O desafio segue o Decisão histórica da Suprema Corte em abril, que concluiu que o sexo sob a Lei da Igualdade é definida pela biologia – e não pela identidade de género – e que as leis contra a discriminação baseada no sexo devem aplicar-se apenas às mulheres biológicas.
A cidade de Londres se opõe à reivindicação legal.
Um grupo de mulheres nadadoras selvagens dá um mergulho outonal nas lagoas de Hampstead Heath – Hollie Fernando/Digital Vision
Em petições escritas para uma audiência perante o Tribunal Superior na quarta-feira, Tom Cross KC, da instituição de caridade, disse: “Ao fornecer o serviço em termos ou em circunstâncias que permitem ao sexo oposto entrar nas lagoas balneares, as regras de admissão tratam as mulheres individualmente de forma menos favorável do que os homens porque uma mulher individual corre maior risco de sofrer o prejuízo da sua privacidade, dignidade ou segurança serem comprometidas do que um homem individual.”
Ele disse que a cidade de Londres tem permitido que pessoas que se identificam como transgêneros, o que inclui pessoas que eram “gênero fluido, gênero queer ou não binários”, usassem as instalações para pessoas do mesmo sexo desde 2019.
No entanto, advertiu que a cidade de Londres deveria mudar a sua política na sequência da decisão do Supremo Tribunal, que, segundo ele, “deixou claro que tal abordagem à prestação de serviços para pessoas do mesmo sexo se baseia numa má compreensão da lei”.
Mulheres só assinam na porta da piscina – Daniel Leal/AFP via Getty Images
O advogado continuou: “Mas, apesar disso, o réu decidiu não alterar as regras para garantir que a prestação destes serviços ostensivamente unisexuais se baseie no sexo biológico, tal como o Supremo Tribunal explicou que o Parlamento pretendia que tais instalações fossem.”
A cidade de Londres realizou uma consulta sobre a sua política de acesso trans que terminou em novembro e o Sr.

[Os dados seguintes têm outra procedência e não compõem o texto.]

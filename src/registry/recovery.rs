//! Stale-worker recovery.
//!
//! A worker can get stuck busy when its request dies without settling (the
//! connection dropped mid-poll, the process restarted). The sweep compares
//! the registry against the driver's busy signal and force-releases workers
//! the driver says are idle.

use std::sync::Arc;
use std::time::Duration;

use chrono::Utc;
use tokio::task::JoinHandle;
use tracing::{info, warn};

use crate::driver::AutomationDriver;
use crate::error::RegistryError;
use crate::protocol::WorkerStatus;
use crate::registry::WorkerRegistry;

/// One recovery pass. Returns how many workers were force-released.
///
/// `grace` protects just-dispatched requests: a busy worker touched more
/// recently than this is left alone even if the driver reports idle, since
/// the surface may simply not have started yet.
pub async fn sweep_once(
    registry: &WorkerRegistry,
    driver: &dyn AutomationDriver,
    grace: Duration,
) -> Result<usize, RegistryError> {
    let now = Utc::now().timestamp_millis();
    let grace_ms = grace.as_millis() as i64;
    let mut released = 0;

    for worker in registry.load_all().await?.into_values() {
        if worker.status != WorkerStatus::Busy {
            continue;
        }
        if now.saturating_sub(worker.updated_at) < grace_ms {
            continue;
        }
        match driver.is_busy(worker.worker_id).await {
            Ok(true) => {}
            Ok(false) => {
                warn!(
                    worker = %worker.worker_id,
                    request_id = worker.active_request_id.as_deref(),
                    "busy worker has an idle surface, force-releasing"
                );
                if registry.release(worker.worker_id).await? {
                    released += 1;
                }
            }
            Err(err) => {
                warn!(worker = %worker.worker_id, error = %err, "recovery probe failed");
            }
        }
    }

    if released > 0 {
        info!(released, "recovery sweep released stuck workers");
    }
    Ok(released)
}

/// Runs [`sweep_once`] forever on a fixed interval.
pub fn spawn(
    registry: Arc<WorkerRegistry>,
    driver: Arc<dyn AutomationDriver>,
    interval: Duration,
) -> JoinHandle<()> {
    tokio::spawn(async move {
        let mut ticker = tokio::time::interval(interval);
        ticker.set_missed_tick_behavior(tokio::time::MissedTickBehavior::Delay);
        ticker.tick().await;
        loop {
            ticker.tick().await;
            if let Err(err) = sweep_once(&registry, driver.as_ref(), interval).await {
                warn!(error = %err, "recovery sweep failed");
            }
        }
    })
}
//! Worker registry.
//!
//! Owns the worker map in the shared store and serializes every mutation
//! through a software mutex so acquire/release sequences never interleave.

mod cache;
pub mod recovery;
mod registry;
mod worker;

pub use cache::WorkerCache;
pub use registry::WorkerRegistry;
pub use worker::{Worker, WorkerObservation};
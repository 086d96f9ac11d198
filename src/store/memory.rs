//! In-process store backend.

use std::collections::HashMap;

use async_trait::async_trait;
use serde_json::Value;
use tokio::sync::{RwLock, broadcast};

use crate::error::StoreError;
use crate::store::traits::{SharedStore, StoreChange};

const CHANGE_CHANNEL_CAPACITY: usize = 256;

/// Process-local [`SharedStore`] backed by a `HashMap`.
pub struct MemoryStore {
    data: RwLock<HashMap<String, Value>>,
    changes: broadcast::Sender<StoreChange>,
}

impl MemoryStore {
    pub fn new() -> Self {
        let (changes, _) = broadcast::channel(CHANGE_CHANNEL_CAPACITY);
        Self {
            data: RwLock::new(HashMap::new()),
            changes,
        }
    }

    fn notify(&self, key: &str, old_value: Option<Value>, new_value: Option<Value>) {
        // No subscribers is fine; broadcast::send only fails then.
        let _ = self.changes.send(StoreChange {
            key: key.to_string(),
            old_value,
            new_value,
        });
    }
}

impl Default for MemoryStore {
    fn default() -> Self {
        Self::new()
    }
}

#[async_trait]
impl SharedStore for MemoryStore {
    async fn get(&self, key: &str) -> Result<Option<Value>, StoreError> {
        Ok(self.data.read().await.get(key).cloned())
    }

    async fn set(&self, key: &str, value: Value) -> Result<(), StoreError> {
        let old = {
            let mut data = self.data.write().await;
            data.insert(key.to_string(), value.clone())
        };
        self.notify(key, old, Some(value));
        Ok(())
    }

    async fn remove(&self, key: &str) -> Result<Option<Value>, StoreError> {
        let old = {
            let mut data = self.data.write().await;
            data.remove(key)
        };
        if old.is_some() {
            self.notify(key, old.clone(), None);
        }
        Ok(old)
    }

    async fn set_if_absent(&self, key: &str, value: Value) -> Result<bool, StoreError> {
        let inserted = {
            let mut data = self.data.write().await;
            match data.entry(key.to_string()) {
                std::collections::hash_map::Entry::Occupied(_) => false,
                std::collections::hash_map::Entry::Vacant(slot) => {
                    slot.insert(value.clone());
                    true
                }
            }
        };
        if inserted {
            self.notify(key, None, Some(value));
        }
        Ok(inserted)
    }

    fn subscribe(&self) -> broadcast::Receiver<StoreChange> {
        self.changes.subscribe()
    }
}

#[cfg(test)]
mod tests {
    use super::*;
    use serde_json::json;

    #[tokio::test]
    async fn set_get_remove() {
        let store = MemoryStore::new();
        store.set("k", json!({"a": 1})).await.unwrap();
        assert_eq!(store.get("k").await.unwrap(), Some(json!({"a": 1})));
        assert_eq!(store.remove("k").await.unwrap(), Some(json!({"a": 1})));
        assert_eq!(store.get("k").await.unwrap(), None);
        assert_eq!(store.remove("k").await.unwrap(), None);
    }

    #[tokio::test]
    async fn set_if_absent_is_first_writer_wins() {
        let store = MemoryStore::new();
        assert!(store.set_if_absent("mark", json!(1)).await.unwrap());
        assert!(!store.set_if_absent("mark", json!(2)).await.unwrap());
        assert_eq!(store.get("mark").await.unwrap(), Some(json!(1)));
    }

    #[tokio::test]
    async fn mutations_notify_subscribers() {
        let store = MemoryStore::new();
        let mut rx = store.subscribe();

        store.set("k", json!("v1")).await.unwrap();
        let change = rx.recv().await.unwrap();
        assert_eq!(change.key, "k");
        assert_eq!(change.old_value, None);
        assert_eq!(change.new_value, Some(json!("v1")));

        store.set("k", json!("v2")).await.unwrap();
        let change = rx.recv().await.unwrap();
        assert_eq!(change.old_value, Some(json!("v1")));
        assert_eq!(change.new_value, Some(json!("v2")));

        store.remove("k").await.unwrap();
        let change = rx.recv().await.unwrap();
        assert_eq!(change.new_value, None);
    }

    #[tokio::test]
    async fn concurrent_marking_admits_exactly_one_writer() {
        let store = std::sync::Arc::new(MemoryStore::new());
        let mut handles = Vec::new();
        for i in 0..16 {
            let store = std::sync::Arc::clone(&store);
            handles.push(tokio::spawn(async move {
                store.set_if_absent("mark", json!(i)).await.unwrap()
            }));
        }
        let mut winners = 0;
        for handle in handles {
            if handle.await.unwrap() {
                winners += 1;
            }
        }
        assert_eq!(winners, 1);
    }

    #[tokio::test]
    async fn removing_missing_key_is_silent() {
        let store = MemoryStore::new();
        let mut rx = store.subscribe();
        store.remove("missing").await.unwrap();
        store.set("other", json!(true)).await.unwrap();
        // The first notification seen is the set, not the no-op remove.
        let change = rx.recv().await.unwrap();
        assert_eq!(change.key, "other");
    }
}
//! Wire protocol — JSON frames exchanged with remote clients.
//!
//! Every frame is a JSON object with a `type` tag and camelCase fields.
//! Inbound frames optionally carry a `requestId` used for deduplication and
//! response correlation.

use serde::{Deserialize, Serialize};

/// Opaque worker handle assigned by the host environment.
#[derive(
    Debug, Clone, Copy, PartialEq, Eq, Hash, PartialOrd, Ord, Serialize, Deserialize,
)]
#[serde(transparent)]
pub struct WorkerId(pub u64);

impl std::fmt::Display for WorkerId {
    fn fmt(&self, f: &mut std::fmt::Formatter<'_>) -> std::fmt::Result {
        write!(f, "{}", self.0)
    }
}

/// Worker availability status.
#[derive(Debug, Clone, Copy, PartialEq, Eq, Hash, Serialize, Deserialize)]
#[serde(rename_all = "lowercase")]
pub enum WorkerStatus {
    Free,
    Busy,
    Sleeping,
}

impl std::fmt::Display for WorkerStatus {
    fn fmt(&self, f: &mut std::fmt::Formatter<'_>) -> std::fmt::Result {
        let s = match self {
            Self::Free => "free",
            Self::Busy => "busy",
            Self::Sleeping => "sleeping",
        };
        write!(f, "{s}")
    }
}

/// Snapshot of a worker as pushed to clients.
#[derive(Debug, Clone, Serialize, Deserialize)]
#[serde(rename_all = "camelCase")]
pub struct WorkerSnapshot {
    pub worker_id: WorkerId,
    pub label: String,
    pub status: WorkerStatus,
    pub can_accept: bool,
    pub request_count: u64,
    #[serde(skip_serializing_if = "Option::is_none")]
    pub workspace_link: Option<String>,
    #[serde(skip_serializing_if = "Option::is_none")]
    pub active_request_id: Option<String>,
}

/// Token usage estimate attached to a successful response.
#[derive(Debug, Clone, Copy, PartialEq, Eq, Serialize, Deserialize)]
#[serde(rename_all = "camelCase")]
pub struct Usage {
    pub prompt_tokens: u64,
    pub completion_tokens: u64,
    pub total_tokens: u64,
}

impl Usage {
    /// Word-count estimate (~0.75 tokens per word). The precise tokenizer is
    /// an external concern; this matches the original fallback heuristic.
    pub fn estimate(prompt: &str, completion: &str) -> Self {
        let prompt_tokens = estimate_tokens(prompt);
        let completion_tokens = estimate_tokens(completion);
        Self {
            prompt_tokens,
            completion_tokens,
            total_tokens: prompt_tokens + completion_tokens,
        }
    }
}

fn estimate_tokens(text: &str) -> u64 {
    let words = text.split_whitespace().count() as u64;
    // ceil(words * 0.75) without float arithmetic
    (words * 3).div_ceil(4)
}

/// Classification attached to failure responses and error frames.
#[derive(Debug, Clone, Copy, PartialEq, Eq, Serialize, Deserialize)]
#[serde(rename_all = "SCREAMING_SNAKE_CASE")]
pub enum FailureKind {
    Timeout,
    Truncated,
    NoResponse,
    ProcessingError,
    Conflict,
    NotFound,
    Validation,
    UnknownType,
}

/// Frames received from remote clients.
#[derive(Debug, Clone, Deserialize)]
#[serde(tag = "type", rename_all = "camelCase", rename_all_fields = "camelCase")]
pub enum Inbound {
    Ping {
        #[serde(default)]
        request_id: Option<String>,
    },
    SendPrompt {
        worker_id: WorkerId,
        payload: String,
        request_id: String,
        #[serde(default)]
        is_new_task: bool,
        #[serde(default)]
        workspace_link: Option<String>,
    },
    GetAvailableWorkers {
        request_id: String,
    },
    GetWorkersByWorkspace {
        workspace_link: String,
        request_id: String,
    },
    CleanupWorkspaceLink {
        workspace_link: String,
    },
    UpdateWorkerStatus {
        worker_id: WorkerId,
        status: WorkerStatus,
        #[serde(default)]
        request_id: Option<String>,
        #[serde(default)]
        workspace_link: Option<String>,
    },
    RefreshWorkers,
}

impl Inbound {
    /// Frame types this coordinator understands.
    pub const KNOWN_TYPES: &'static [&'static str] = &[
        "ping",
        "sendPrompt",
        "getAvailableWorkers",
        "getWorkersByWorkspace",
        "cleanupWorkspaceLink",
        "updateWorkerStatus",
        "refreshWorkers",
    ];
}

/// Frames sent to remote clients.
#[derive(Debug, Clone, Serialize)]
#[serde(tag = "type", rename_all = "camelCase", rename_all_fields = "camelCase")]
pub enum Outbound {
    Pong {
        timestamp: i64,
        #[serde(skip_serializing_if = "Option::is_none")]
        request_id: Option<String>,
    },
    AvailableWorkers {
        request_id: String,
        workers: Vec<WorkerSnapshot>,
        count: usize,
    },
    PromptResponse {
        request_id: String,
        worker_id: WorkerId,
        success: bool,
        #[serde(skip_serializing_if = "Option::is_none")]
        response: Option<String>,
        #[serde(skip_serializing_if = "Option::is_none")]
        error: Option<String>,
        #[serde(skip_serializing_if = "Option::is_none")]
        error_type: Option<FailureKind>,
        #[serde(skip_serializing_if = "Option::is_none")]
        usage: Option<Usage>,
    },
    FocusedWorkersUpdate {
        data: Vec<WorkerSnapshot>,
        timestamp: i64,
    },
    WorkerStatusUpdated {
        worker_id: WorkerId,
        status: WorkerStatus,
    },
    Error {
        #[serde(skip_serializing_if = "Option::is_none")]
        request_id: Option<String>,
        error: String,
        error_type: FailureKind,
    },
}

impl Outbound {
    /// Successful prompt response.
    pub fn prompt_success(
        request_id: impl Into<String>,
        worker_id: WorkerId,
        response: String,
        usage: Usage,
    ) -> Self {
        Self::PromptResponse {
            request_id: request_id.into(),
            worker_id,
            success: true,
            response: Some(response),
            error: None,
            error_type: None,
            usage: Some(usage),
        }
    }

    /// Classified prompt failure.
    pub fn prompt_failure(
        request_id: impl Into<String>,
        worker_id: WorkerId,
        error: impl Into<String>,
        kind: FailureKind,
    ) -> Self {
        Self::PromptResponse {
            request_id: request_id.into(),
            worker_id,
            success: false,
            response: None,
            error: Some(error.into()),
            error_type: Some(kind),
            usage: None,
        }
    }
}
//! Outbound connections to remote coordination endpoints.
//!
//! The coordinator dials each configured endpoint over WebSocket and keeps
//! the link alive: liveness checks, reconnect with backoff, and per-link
//! bookkeeping in the shared store. Everything above this layer sends frames
//! through [`FrameSink`], so the router and monitor never see a socket.

mod connection;
mod manager;

pub use manager::ConnectionManager;

use async_trait::async_trait;
use serde_json::Value;

use crate::error::TransportError;
use crate::protocol::Outbound;

/// Stable connection identity (the endpoint key, `host:port`).
pub type ConnectionId = String;

/// Where an outbound frame goes.
#[derive(Debug, Clone, PartialEq, Eq)]
pub enum SendTarget {
    Connection(ConnectionId),
    All,
}

/// Lifecycle of one endpoint link.
#[derive(Debug, Clone, Copy, PartialEq, Eq)]
pub enum LinkStatus {
    Connecting,
    Connected,
    Reconnecting,
    Closed,
}

impl LinkStatus {
    pub fn as_str(self) -> &'static str {
        match self {
            Self::Connecting => "connecting",
            Self::Connected => "connected",
            Self::Reconnecting => "reconnecting",
            Self::Closed => "closed",
        }
    }
}

/// Link lifecycle notifications, consumed by the broadcaster.
#[derive(Debug, Clone)]
pub enum ConnEvent {
    Connected { connection: ConnectionId },
    Disconnected { connection: ConnectionId },
}

/// An inbound frame together with the link it arrived on.
#[derive(Debug, Clone)]
pub struct InboundEnvelope {
    pub connection: ConnectionId,
    pub frame: Value,
}

/// Frame egress abstraction implemented by [`ConnectionManager`].
#[async_trait]
pub trait FrameSink: Send + Sync {
    async fn send(&self, target: SendTarget, frame: &Outbound) -> Result<(), TransportError>;

    /// Whether at least one link is currently connected.
    async fn has_connected(&self) -> bool;
}

#[cfg(test)]
pub mod testing {
    use std::sync::Mutex;
    use std::sync::atomic::{AtomicBool, Ordering};

    use super::*;

    /// Records outbound frames instead of writing to a socket.
    pub struct TestSink {
        connected: AtomicBool,
        frames: Mutex<Vec<(SendTarget, Value)>>,
    }

    impl TestSink {
        pub fn new() -> Self {
            Self {
                connected: AtomicBool::new(true),
                frames: Mutex::new(Vec::new()),
            }
        }

        pub fn set_connected(&self, connected: bool) {
            self.connected.store(connected, Ordering::SeqCst);
        }

        pub fn take(&self) -> Vec<(SendTarget, Value)> {
            std::mem::take(&mut *self.frames.lock().unwrap())
        }

        pub fn sent(&self) -> Vec<Value> {
            self.frames
                .lock()
                .unwrap()
                .iter()
                .map(|(_, frame)| frame.clone())
                .collect()
        }
    }

    #[async_trait]
    impl FrameSink for TestSink {
        async fn send(&self, target: SendTarget, frame: &Outbound) -> Result<(), TransportError> {
            let value = serde_json::to_value(frame).map_err(|e| TransportError::SendFailed {
                connection: "test".to_string(),
                reason: e.to_string(),
            })?;
            self.frames.lock().unwrap().push((target, value));
            Ok(())
        }

        async fn has_connected(&self) -> bool {
            self.connected.load(Ordering::SeqCst)
        }
    }
}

Cross disse que uma decisão é esperada para março do próximo ano.
Ao pedir ao tribunal que permitisse a continuação do desafio legal, ele disse que a cidade de Londres “se beneficiaria da determinação do tribunal ao tomar a sua nova decisão”.
Daniel Stilitz KC, da cidade de Londres, disse que a ação legal não deveria continuar enquanto a consulta ainda estiver em andamento.
Maya Forstater, executiva-chefe de Sex Matters no Royal Courts of Justice – Belinda Jiao
Ele disse ao tribunal: “Este pedido é completamente precipitado em circunstâncias em que os acordos de admissão para as lagoas estão atualmente sob revisão ativa, onde 38.000 pessoas contribuíram para esse exercício, onde o relatório sobre os resultados dessa consulta deve ser entregue em menos de um mês e onde tudo o que a Corporação de Londres fez foi manter o status quo por um breve período antes de poder reconsiderar adequada e completamente os acordos de admissão”.
O advogado descreveu a ação legal como “inútil, prematura e a maneira errada de fazer essas coisas”.
Stilitz também disse que Sex Matters, que ele descreveu como um “intrometido” que não deveria ter permissão para apresentar a reclamação, “introduziu-se” antes da conclusão da consulta, enquanto um caminho legal alternativo seria através dos tribunais distritais.
Ele acrescentou: “Não ouvimos nada sobre a discriminação de reconhecimento de género que está em jogo aqui”.
A audiência, perante a juíza Lieven, deve terminar na quarta-feira, com um julgamento esperado para uma data posterior.